# Chokos / Chayotes ... Can You Ferment Them?



## RobH (26/5/12)

As so many friends have had an abundance of Chokos to give away this season, it got me wondering ... can you make Choco cider, or Choko wine, ... or distill it's fermented juices to a spirit?

I have done a brief search and have only found a few vague references to Choko wine ... as I am presently brewing rith now I don't want to get too distracted searching any further right now, but I wondered if anyone here has has any experience or knowledge of the use of Chokos in brewing.


----------



## Toper (26/5/12)

RobH said:


> As so many friends have had an abundance of Chokos to give away this season, it got me wondering ... can you make Choco cider, or Choko wine, ... or distill it's fermented juices to a spirit?
> 
> I have done a brief search and have only found a few vague references to Choko wine ... as I am presently brewing rith now I don't want to get too distracted searching any further right now, but I wondered if anyone here has has any experience or knowledge of the use of Chokos in brewing.

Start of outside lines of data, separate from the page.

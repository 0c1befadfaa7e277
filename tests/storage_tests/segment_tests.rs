//! Tests for segment files
//!
//! These tests verify:
//! - Building and reading segments (single and multi-block)
//! - Point lookups at a read timestamp, tombstones, version lists
//! - Bloom filter and row range metadata
//! - Range iteration
//! - Corruption detection (header, footer, data blocks)
//! - Obsolete file cleanup

use std::fs::{self, OpenOptions};
use std::io::{Seek, SeekFrom, Write};
use std::path::Path;
use std::sync::Arc;

use cellar::encoding::{encode_key, encode_row_start};
use cellar::storage::segment::{parse_segment_id, segment_path};
use cellar::storage::{SegmentBuilder, SegmentMeta, SegmentReader};
use cellar::{CellKey, CellValue, CellarError};
use tempfile::TempDir;

// =============================================================================
// Helper Functions
// =============================================================================

fn key(row: &str, qualifier: &str, ts: u64) -> CellKey {
    CellKey::new(row.as_bytes(), "cf", qualifier.as_bytes(), ts)
}

fn value(v: &str) -> CellValue {
    CellValue::Put(v.as_bytes().to_vec())
}

fn build(dir: &Path, id: u64, block_size: usize, cells: &[(CellKey, CellValue)]) -> (SegmentMeta, Arc<SegmentReader>) {
    let path = segment_path(dir, id);
    let mut builder = SegmentBuilder::new(&path, id, block_size, 10).unwrap();
    for (k, v) in cells {
        builder.add(k, v).unwrap();
    }
    let meta = builder.finish().unwrap();
    let reader = Arc::new(SegmentReader::open(&path, id).unwrap());
    (meta, reader)
}

/// 200 rows, one column each, written at timestamp 1
fn many_rows() -> Vec<(CellKey, CellValue)> {
    (0..200)
        .map(|i| (key(&format!("row{:04}", i), "q", 1), value(&format!("value{}", i))))
        .collect()
}

fn flip_byte(path: &Path, offset: u64) {
    let mut file = OpenOptions::new().read(true).write(true).open(path).unwrap();
    let mut byte = [0u8; 1];
    file.seek(SeekFrom::Start(offset)).unwrap();
    std::io::Read::read_exact(&mut file, &mut byte).unwrap();
    file.seek(SeekFrom::Start(offset)).unwrap();
    file.write_all(&[byte[0] ^ 0xFF]).unwrap();
    file.sync_all().unwrap();
}

// =============================================================================
// Build & Read Tests
// =============================================================================

#[test]
fn test_build_and_lookup() {
    let temp = TempDir::new().unwrap();
    let cells = vec![
        (key("row1", "age", 10), value("25")),
        (key("row1", "name", 10), value("Alice")),
        (key("row2", "name", 11), value("Bob")),
    ];
    let (meta, reader) = build(temp.path(), 1, 4096, &cells);

    assert_eq!(meta.id, 1);
    assert_eq!(meta.entry_count, 3);
    assert_eq!(meta.tombstone_count, 0);
    assert_eq!(meta.min_row, b"row1".to_vec());
    assert_eq!(meta.max_row, b"row2".to_vec());
    assert_eq!(meta.min_timestamp, 10);
    assert_eq!(meta.max_timestamp, 11);
    assert_eq!(meta.file_size, fs::metadata(segment_path(temp.path(), 1)).unwrap().len());

    assert_eq!(reader.entry_count(), 3);
    assert_eq!(
        reader.lookup(b"row1", "cf", b"name", u64::MAX).unwrap(),
        Some((10, value("Alice")))
    );
    assert_eq!(reader.lookup(b"row1", "cf", b"city", u64::MAX).unwrap(), None);
    assert_eq!(reader.lookup(b"row3", "cf", b"name", u64::MAX).unwrap(), None);
    assert_eq!(reader.lookup(b"row2", "other", b"name", u64::MAX).unwrap(), None);
}

#[test]
fn test_lookup_respects_read_timestamp() {
    let temp = TempDir::new().unwrap();
    let cells = vec![
        (key("r", "q", 30), CellValue::Tombstone),
        (key("r", "q", 20), value("v20")),
        (key("r", "q", 10), value("v10")),
    ];
    let (meta, reader) = build(temp.path(), 1, 4096, &cells);
    assert_eq!(meta.tombstone_count, 1);

    assert_eq!(reader.lookup(b"r", "cf", b"q", u64::MAX).unwrap(), Some((30, CellValue::Tombstone)));
    assert_eq!(reader.lookup(b"r", "cf", b"q", 25).unwrap(), Some((20, value("v20"))));
    assert_eq!(reader.lookup(b"r", "cf", b"q", 10).unwrap(), Some((10, value("v10"))));
    assert_eq!(reader.lookup(b"r", "cf", b"q", 9).unwrap(), None);

    let stamps: Vec<u64> = reader
        .versions(b"r", "cf", b"q", 25)
        .unwrap()
        .into_iter()
        .map(|(ts, _)| ts)
        .collect();
    assert_eq!(stamps, vec![20, 10]);
}

#[test]
fn test_multi_block_segment() {
    let temp = TempDir::new().unwrap();
    let cells = many_rows();
    let (meta, reader) = build(temp.path(), 7, 256, &cells);

    assert_eq!(meta.entry_count, 200);
    for i in [0, 1, 57, 128, 199] {
        let row = format!("row{:04}", i);
        let found = reader.lookup(row.as_bytes(), "cf", b"q", u64::MAX).unwrap();
        assert_eq!(found, Some((1, value(&format!("value{}", i)))), "row {}", row);
    }

    let all = reader.read_all().unwrap();
    assert_eq!(all, cells);
}

#[test]
fn test_empty_segment() {
    let temp = TempDir::new().unwrap();
    let (meta, reader) = build(temp.path(), 3, 4096, &[]);

    assert_eq!(meta.entry_count, 0);
    assert_eq!(meta.min_timestamp, 0);
    assert!(meta.min_row.is_empty() && meta.max_row.is_empty());
    assert_eq!(reader.lookup(b"r", "cf", b"q", u64::MAX).unwrap(), None);
    assert!(reader.read_all().unwrap().is_empty());
}

#[test]
fn test_values_with_nul_bytes_and_empty_values() {
    let temp = TempDir::new().unwrap();
    let cells = vec![
        (CellKey::new(b"\0r".to_vec(), "cf", b"\0".to_vec(), 5), CellValue::Put(Vec::new())),
        (CellKey::new(b"\0r".to_vec(), "cf", b"\0\0".to_vec(), 5), CellValue::Put(vec![0, 0, 1])),
    ];
    let (_, reader) = build(temp.path(), 1, 4096, &cells);

    assert_eq!(
        reader.lookup(b"\0r", "cf", b"\0", u64::MAX).unwrap(),
        Some((5, CellValue::Put(Vec::new())))
    );
    assert_eq!(reader.read_all().unwrap(), cells);
}

#[test]
fn test_out_of_order_add_rejected() {
    let temp = TempDir::new().unwrap();
    let path = segment_path(temp.path(), 1);
    let mut builder = SegmentBuilder::new(&path, 1, 4096, 10).unwrap();

    builder.add(&key("b", "q", 1), &value("v")).unwrap();
    let err = builder.add(&key("a", "q", 1), &value("v")).unwrap_err();
    assert!(matches!(err, CellarError::Storage(_)));

    // Same key twice is also out of order
    let err = builder.add(&key("b", "q", 1), &value("v")).unwrap_err();
    assert!(matches!(err, CellarError::Storage(_)));

    builder.abandon();
    assert!(!path.exists());
}

// =============================================================================
// Filter & Metadata Tests
// =============================================================================

#[test]
fn test_bloom_filter_has_no_false_negatives() {
    let temp = TempDir::new().unwrap();
    let (_, reader) = build(temp.path(), 1, 4096, &many_rows());

    for i in 0..200 {
        assert!(reader.may_contain_row(format!("row{:04}", i).as_bytes()));
    }
    let false_positives = (0..1000)
        .filter(|i| reader.may_contain_row(format!("absent{}", i).as_bytes()))
        .count();
    assert!(false_positives < 100, "too many false positives: {}", false_positives);
}

#[test]
fn test_meta_row_range() {
    let temp = TempDir::new().unwrap();
    let (meta, _) = build(temp.path(), 1, 4096, &many_rows());

    assert_eq!(meta.min_row, b"row0000".to_vec());
    assert_eq!(meta.max_row, b"row0199".to_vec());
}

#[test]
fn test_segment_file_names() {
    let dir = Path::new("/data/segments");
    let path = segment_path(dir, 42);
    assert_eq!(path, dir.join("seg_000042.sst"));
    assert_eq!(parse_segment_id(&path), Some(42));
    assert_eq!(parse_segment_id(Path::new("seg_000042.tmp")), None);
    assert_eq!(parse_segment_id(Path::new("MANIFEST")), None);
}

// =============================================================================
// Iteration Tests
// =============================================================================

#[test]
fn test_iter_range() {
    let temp = TempDir::new().unwrap();
    let (_, reader) = build(temp.path(), 1, 256, &many_rows());

    let start = encode_row_start(b"row0050");
    let end = encode_row_start(b"row0060");
    let rows: Vec<Vec<u8>> = reader
        .iter_range(Some(start), Some(end))
        .map(|r| r.unwrap().0.row)
        .collect();

    let expected: Vec<Vec<u8>> = (50..60).map(|i| format!("row{:04}", i).into_bytes()).collect();
    assert_eq!(rows, expected);
}

#[test]
fn test_iter_range_open_ended() {
    let temp = TempDir::new().unwrap();
    let (_, reader) = build(temp.path(), 1, 256, &many_rows());

    let start = encode_key(&key("row0195", "q", 1));
    let count = reader.iter_range(Some(start), None).count();
    assert_eq!(count, 5);

    let end = encode_row_start(b"row0003");
    assert_eq!(reader.iter_range(None, Some(end)).count(), 3);
}

// =============================================================================
// Corruption Tests
// =============================================================================

#[test]
fn test_bad_header_magic_detected() {
    let temp = TempDir::new().unwrap();
    build(temp.path(), 1, 4096, &many_rows());
    let path = segment_path(temp.path(), 1);
    flip_byte(&path, 0);

    let err = SegmentReader::open(&path, 1).unwrap_err();
    assert!(err.is_corruption());
    assert!(matches!(err, CellarError::CorruptSegment { segment_id: 1, .. }));
}

#[test]
fn test_truncated_file_detected() {
    let temp = TempDir::new().unwrap();
    build(temp.path(), 1, 4096, &many_rows());
    let path = segment_path(temp.path(), 1);
    let len = fs::metadata(&path).unwrap().len();
    OpenOptions::new().write(true).open(&path).unwrap().set_len(len - 10).unwrap();

    assert!(SegmentReader::open(&path, 1).unwrap_err().is_corruption());

    OpenOptions::new().write(true).open(&path).unwrap().set_len(20).unwrap();
    assert!(SegmentReader::open(&path, 1).unwrap_err().is_corruption());
}

#[test]
fn test_index_corruption_detected() {
    let temp = TempDir::new().unwrap();
    build(temp.path(), 1, 4096, &many_rows());
    let path = segment_path(temp.path(), 1);

    // Last byte before the footer belongs to the Bloom filter block
    let len = fs::metadata(&path).unwrap().len();
    flip_byte(&path, len - 41);

    assert!(SegmentReader::open(&path, 1).unwrap_err().is_corruption());
}

#[test]
fn test_data_block_corruption_detected_on_read() {
    let temp = TempDir::new().unwrap();
    build(temp.path(), 1, 256, &many_rows());
    let path = segment_path(temp.path(), 1);

    // Inside the first data block, right after the 14-byte header
    flip_byte(&path, 20);
    let reader = Arc::new(SegmentReader::open(&path, 1).unwrap());

    let err = reader.lookup(b"row0000", "cf", b"q", u64::MAX).unwrap_err();
    assert!(err.is_corruption());

    // Iteration yields the error once, then stops
    let results: Vec<_> = reader.iter().collect();
    assert_eq!(results.len(), 1);
    assert!(results[0].is_err());

    // Other blocks are still readable
    assert!(reader.lookup(b"row0199", "cf", b"q", u64::MAX).unwrap().is_some());
}

// =============================================================================
// Lifecycle Tests
// =============================================================================

#[test]
fn test_obsolete_segment_removed_on_last_drop() {
    let temp = TempDir::new().unwrap();
    let (_, reader) = build(temp.path(), 1, 4096, &many_rows());
    let path = segment_path(temp.path(), 1);

    let held = Arc::clone(&reader);
    reader.mark_obsolete();
    assert!(held.is_obsolete());
    drop(reader);
    assert!(path.exists(), "file removed while still referenced");

    // A held reader keeps working
    assert!(held.lookup(b"row0001", "cf", b"q", u64::MAX).unwrap().is_some());
    drop(held);
    assert!(!path.exists());
}

#[test]
fn test_live_segment_kept_on_drop() {
    let temp = TempDir::new().unwrap();
    let (_, reader) = build(temp.path(), 1, 4096, &many_rows());
    drop(reader);
    assert!(segment_path(temp.path(), 1).exists());
}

No experience apart from the kitchen,but at %0.5 starch and %3.1 sugar I'd guess it's not gonna be easy ,or very low alcohol


----------



## HBHB (26/5/12)

Someone did once come up with a use for Choko's where there was great flavour as a result. They fed the to pigs and the resulting bacon was good.


----------



## Rowy (26/5/12)

Boiled with butter and salt & pepper............nice eating!


----------



## Ducatiboy stu (26/5/12)

can be used as a filler/extender in apple pies


----------



## Rowy (26/5/12)

I chuck them in a curry as well. They take on the flavours big time!


----------



## RobH (26/5/12)

Yep, by the sounds of that then, cook em, or feed em to the chooks/pigs, but trying to turn them into an alcoholic beverage seems like something you'd only try if you were desperate.

Thanks for the replies


----------